Menu

Sphinx Trainer?

2000-02-13
2012-09-22
  • Yue Shi Lai

    Yue Shi Lai - 2000-02-13

    Since I live in Europe (and doing speech recognition research), I would like to be able to build own acoustic models by an trainer or so.  Even if I would make an English recognizer, one could make an robust large vocabulary recognition system by using algorithms like IMELDA or VTLN, if one has the trainer.

    The current sphinx2-distribution seems to be decoder-only.  Sofar I can learn from the project homepage, a trainer should be available.  Soon?

    Yue Shi Lai

     
    • Yue Shi Lai

      Yue Shi Lai - 2000-02-13

      It would also be nice to get some information about the SCHMM data format that is used in Sphinx-II, because with a such information, one could try to convert acoustic models trained by other recognizers to Sphinx-II.

      By the way, which training type does Sphinx-II and -III use, ML or discriminative?

      Yue Shi Lai

       
      • Rita Singh

        Rita Singh - 2000-02-16

        The sphinx uses ML training. The format of the models is:

        The sphinx II SCHMM format is rather complicated.

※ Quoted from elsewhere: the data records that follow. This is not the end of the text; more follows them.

//! # trackdb-dispatch
//!
//! Cross-thread task dispatch around a single-owner resource. One worker
//! thread owns the resource (a database connection, say) and runs every
//! operation against it in submission order. Any thread may submit work
//! through a [`Dispatcher`]; worker-side code hands results back to the
//! application's main thread through a [`MainThreadMailbox`].
//!
//! ## Quick Start
//!
//! ```rust,ignore
//! use std::sync::Arc;
//! use trackdb_dispatch::{DispatchConfig, Engine, MainThreadMailbox};
//!
//! let mailbox = Arc::new(MainThreadMailbox::new());
//! let mut engine = Engine::builder(|| rusqlite::Connection::open("library.sqlite"))
//!     .config(DispatchConfig::default())
//!     .mailbox(&mailbox)
//!     .start()?;
//!
//! // Fire and forget
//! engine.dispatcher().call_async("vacuum", |conn| {
//!     let _ = conn.execute_batch("VACUUM");
//! })?;
//!
//! // Wait for a value
//! let count: i64 = engine.dispatcher().submit_sync("count", |conn| {
//!     conn.query_row("SELECT COUNT(*) FROM library", [], |r| r.get(0))
//! })??;
//!
//! // Main loop: select! on mailbox.wake_receiver(), then mailbox.run_pending()
//!
//! engine.shutdown();
//! ```
//!
//! ## Module Overview
//!
//! - [`queue`]: bounded blocking FIFO with close semantics
//! - [`task`]: task type and one-shot sync completion
//! - [`dispatcher`]: `submit_async` / `submit_sync`
//! - [`worker`]: the worker run loop and lifecycle state
//! - [`mailbox`]: single-slot main-thread mailbox
//! - [`shutdown`]: ordered stop with drain or discard
//! - [`reentrancy`]: deadlock-hazard diagnosis between the two directions
//! - [`engine`]: builder, startup and ownership of the worker thread
//!
//! ## Threading
//!
//! Tasks receive `&R`. The resource is created on the worker by the
//! opener closure and dropped there at shutdown, so `R` need not be
//! `Send` or `Sync`. A `submit_sync` issued from inside a running task
//! executes in place instead of queueing behind itself.

pub mod config;
pub mod dispatcher;
pub mod engine;
pub mod error;
pub mod mailbox;
pub mod queue;
pub mod reentrancy;
pub mod shutdown;
pub mod stats;
pub mod task;
pub mod worker;

pub use config::{DispatchConfig, ShutdownPolicy, MAX_QUEUE_CAPACITY};
pub use dispatcher::{BusyHook, Dispatcher};
pub use engine::{Engine, EngineBuilder};
pub use error::{DispatchError, DispatchResult, MailboxError, QueueError};
pub use mailbox::MainThreadMailbox;
pub use queue::{BoundedTaskQueue, DEFAULT_QUEUE_CAPACITY};
pub use reentrancy::{ReentrancyMonitor, ReentrancyPolicy};
pub use shutdown::ShutdownReport;
pub use stats::StatsSnapshot;
pub use task::Task;
pub use worker::WorkerState;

It has the following
        main components (each of which has sub-components):

        A set of codebooks
        A "sendump" file that stores state (senone) distributions
        A "phone" and a "map" file which map senones on to states of a triphone
        A set of ".chmm" files that store transition matrices

        Codebooks:
        ---------
        There are 8 codebook files. The sphinx-2 uses a four stream feature set:
        cepstral feature: [c1-c12],  (12 components)
        delta    feature: [delta_c1-delta_c12,longterm_delta_c1-longterm_delta_c12],
                                                                        (24 components)
        power feature:    [c0,delta_c0,doubledelta_c0],   (3 components)
        doubledelta feature: [doubledelta_c-doubledelta_c12] (12 components)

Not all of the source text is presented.